“Well, good-bye. I must try and get on home, before I fall off;” and as he gave the limping brown his head, the pair moved painfully away.

It was many a day before Ulick Doran wanted his hat. He had had a bad fall—broken his arm, and two of his ribs; it was a miracle how he had ever mounted his hunter and ridden home. The doctors agreed that he was a boy of incredible fortitude and resolution, and as a man, he would be bound to go far.

Ulick explained to his family the scene of the accident, and how Foley’s little girl had come to his assistance.

“Only for her I suppose I might have lain there a week. She is a wonderful child, and has her head screwed on the right way. I daresay you know her?” he added, turning to his mother.

“Oh, yes, the little foxy thing,” she rejoined indifferently.

“She’s uncommonly plucky and handy,” urged her son.

“I hope you did not praise her to her face!
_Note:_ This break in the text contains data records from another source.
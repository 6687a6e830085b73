#[cfg(test)]
pub(crate) mod fixtures;

use std::collections::BTreeMap;

use rusqlite::types::ValueRef;

use crate::error::{Error, Result};
use crate::metrics::types::{TrendSeries, ValueMetric};
use crate::query::builder::MetricQuery;
use crate::sql::Dialect;

/// A scalar cell returned by the execution layer.
#[derive(Debug, Clone, PartialEq)]
pub enum SqlValue {
    Null,
    Integer(i64),
    Real(f64),
    Text(String),
}

impl SqlValue {
    pub fn is_null(&self) -> bool {
        matches!(self, SqlValue::Null)
    }

    pub fn as_text(&self) -> Option<String> {
        match self {
            SqlValue::Null => None,
            SqlValue::Integer(v) => Some(v.to_string()),
            SqlValue::Real(v) => Some(v.to_string()),
            SqlValue::Text(s) => Some(s.clone()),
        }
    }

    pub fn as_i64(&self) -> Option<i64> {
        match self {
            SqlValue::Integer(v) => Some(*v),
            SqlValue::Real(v) => Some(*v as i64),
            SqlValue::Text(s) => s.trim().parse().ok(),
            SqlValue::Null => None,
        }
    }
}

/// Column name to value.
pub type Row = BTreeMap<String, SqlValue>;

/// Runs generated SQL. Implemented for `rusqlite::Connection`; other
/// backends plug in by reporting their [`Dialect`].
pub trait QueryExecutor {
    fn dialect(&self) -> Dialect;

    fn fetch(&self, sql: &str) -> Result<Vec<Row>>;
}

impl QueryExecutor for rusqlite::Connection {
    fn dialect(&self) -> Dialect {
        Dialect::Sqlite
    }

    fn fetch(&self, sql: &str) -> Result<Vec<Row>> {
        let mut stmt = self.prepare(sql)?;
        let columns: Vec<String> = stmt.column_names().into_iter().map(String::from).collect();
        let mut rows = stmt.query([])?;

        let mut out = Vec::new();
        while let Some(row) = rows.next()? {
            let mut record = Row::new();
            for (i, name) in columns.iter().enumerate() {
                let value = match row.get_ref(i)? {
                    ValueRef::Null => SqlValue::Null,
                    ValueRef::Integer(v) => SqlValue::Integer(v),
                    ValueRef::Real(v) => SqlValue::Real(v),
                    ValueRef::Text(t) | ValueRef::Blob(t) => {
                        SqlValue::Text(String::from_utf8_lossy(t).into_owned())
                    }
                };
                record.insert(name.clone(), value);
            }
            out.push(record);
        }
        Ok(out)
    }
}

/// Database wraps two `tokio_rusqlite::Connection` instances (writer + reader)
/// using WAL mode so metric reads never queue behind writes.
#[derive(Clone)]
pub struct Database {
    writer: tokio_rusqlite::Connection,
    reader: tokio_rusqlite::Connection,
}

impl Database {
    /// Open the database at the default path (`~/.trendline/trendline.db`).
    pub async fn open() -> Result<Self> {
        let dir = dirs::home_dir()
            .ok_or_else(|| Error::Config("cannot determine home directory".into()))?
            .join(".trendline");
        std::fs::create_dir_all(&dir).map_err(|e| Error::Config(e.to_string()))?;
        Self::open_at(dir.join("trendline.db")).await
    }

    /// Open the database at the given path.
    pub async fn open_at(path: impl AsRef<std::path::Path>) -> Result<Self> {
        let path = path.as_ref().to_path_buf();

        let writer = tokio_rusqlite::Connection::open(&path).await?;
        Self::init(&writer).await?;

        let reader = tokio_rusqlite::Connection::open(&path).await?;
        Self::init(&reader).await?;

        Ok(Self { writer, reader })
    }

    /// Open an in-memory database (for testing).
    pub async fn open_memory() -> Result<Self> {
        let writer = tokio_rusqlite::Connection::open_in_memory().await?;
        Self::init(&writer).await?;

        // In-memory databases are per-connection, so both handles share one.
        Ok(Self {
            reader: writer.clone(),
            writer,
        })
    }

    async fn init(conn: &tokio_rusqlite::Connection) -> Result<()> {
        conn.call(|conn| {
            conn.execute_batch(
                "PRAGMA journal_mode=WAL;\
                 PRAGMA busy_timeout=5000;",
            )?;
            Ok::<(), rusqlite::Error>(())
        })
        .await?;
        Ok(())
    }

    /// Get a reference to the writer connection.
    pub fn writer(&self) -> &tokio_rusqlite::Connection {
        &self.writer
    }

    /// Get a reference to the reader connection.
    pub fn reader(&self) -> &tokio_rusqlite::Connection {
        &self.reader
    }

    /// Run a value query on the reader connection.
    pub async fn value(&self, query: MetricQuery) -> Result<ValueMetric> {
        self.reader
            .call(move |conn| Ok::<_, rusqlite::Error>(query.value(&*conn)))
            .await?
    }

    /// Run a trend query on the reader connection.
    pub async fn trends(&self, query: MetricQuery, in_percent: bool) -> Result<TrendSeries> {
        self.reader
            .call(move |conn| Ok::<_, rusqlite::Error>(query.trends(&*conn, in_percent)))
            .await?
    }
}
She is spoiled enough as it is,” declared Mrs. Doran. “Being the only child Katty ever reared, they think the world does not hold her equal. Katty dresses her almost like a lady!—gets her shoes from Cork, and knits her long black stockings, just the same as the Rectory children wear. It’s a sin to be giving the brat a taste for dress. For my part I think she is just a flighty, impudent little monkey, and whenever I come across her I take right good care to give her a setting down.”

Little Mary often recalled the day of the hunt, and one event in her life. She had of course frequently related the incident to her mother and father, and even escorted them to the field, and shown them the very marks of the horse’s hoofs on the bank, and explained how he fell, and where Mr. Ulick lay, as if stone dead.

“Faix, if it had been the other,” muttered Pat to his wife, “he’d have been no great loss. But poor Mr. Ulick, thank God he was spared; he is the very spit of his father, the old Colonel.”

As soon as he was convalescent, Ulick Doran joined the regiment to which he had been gazetted, and was not seen again at Kilmoran for some years.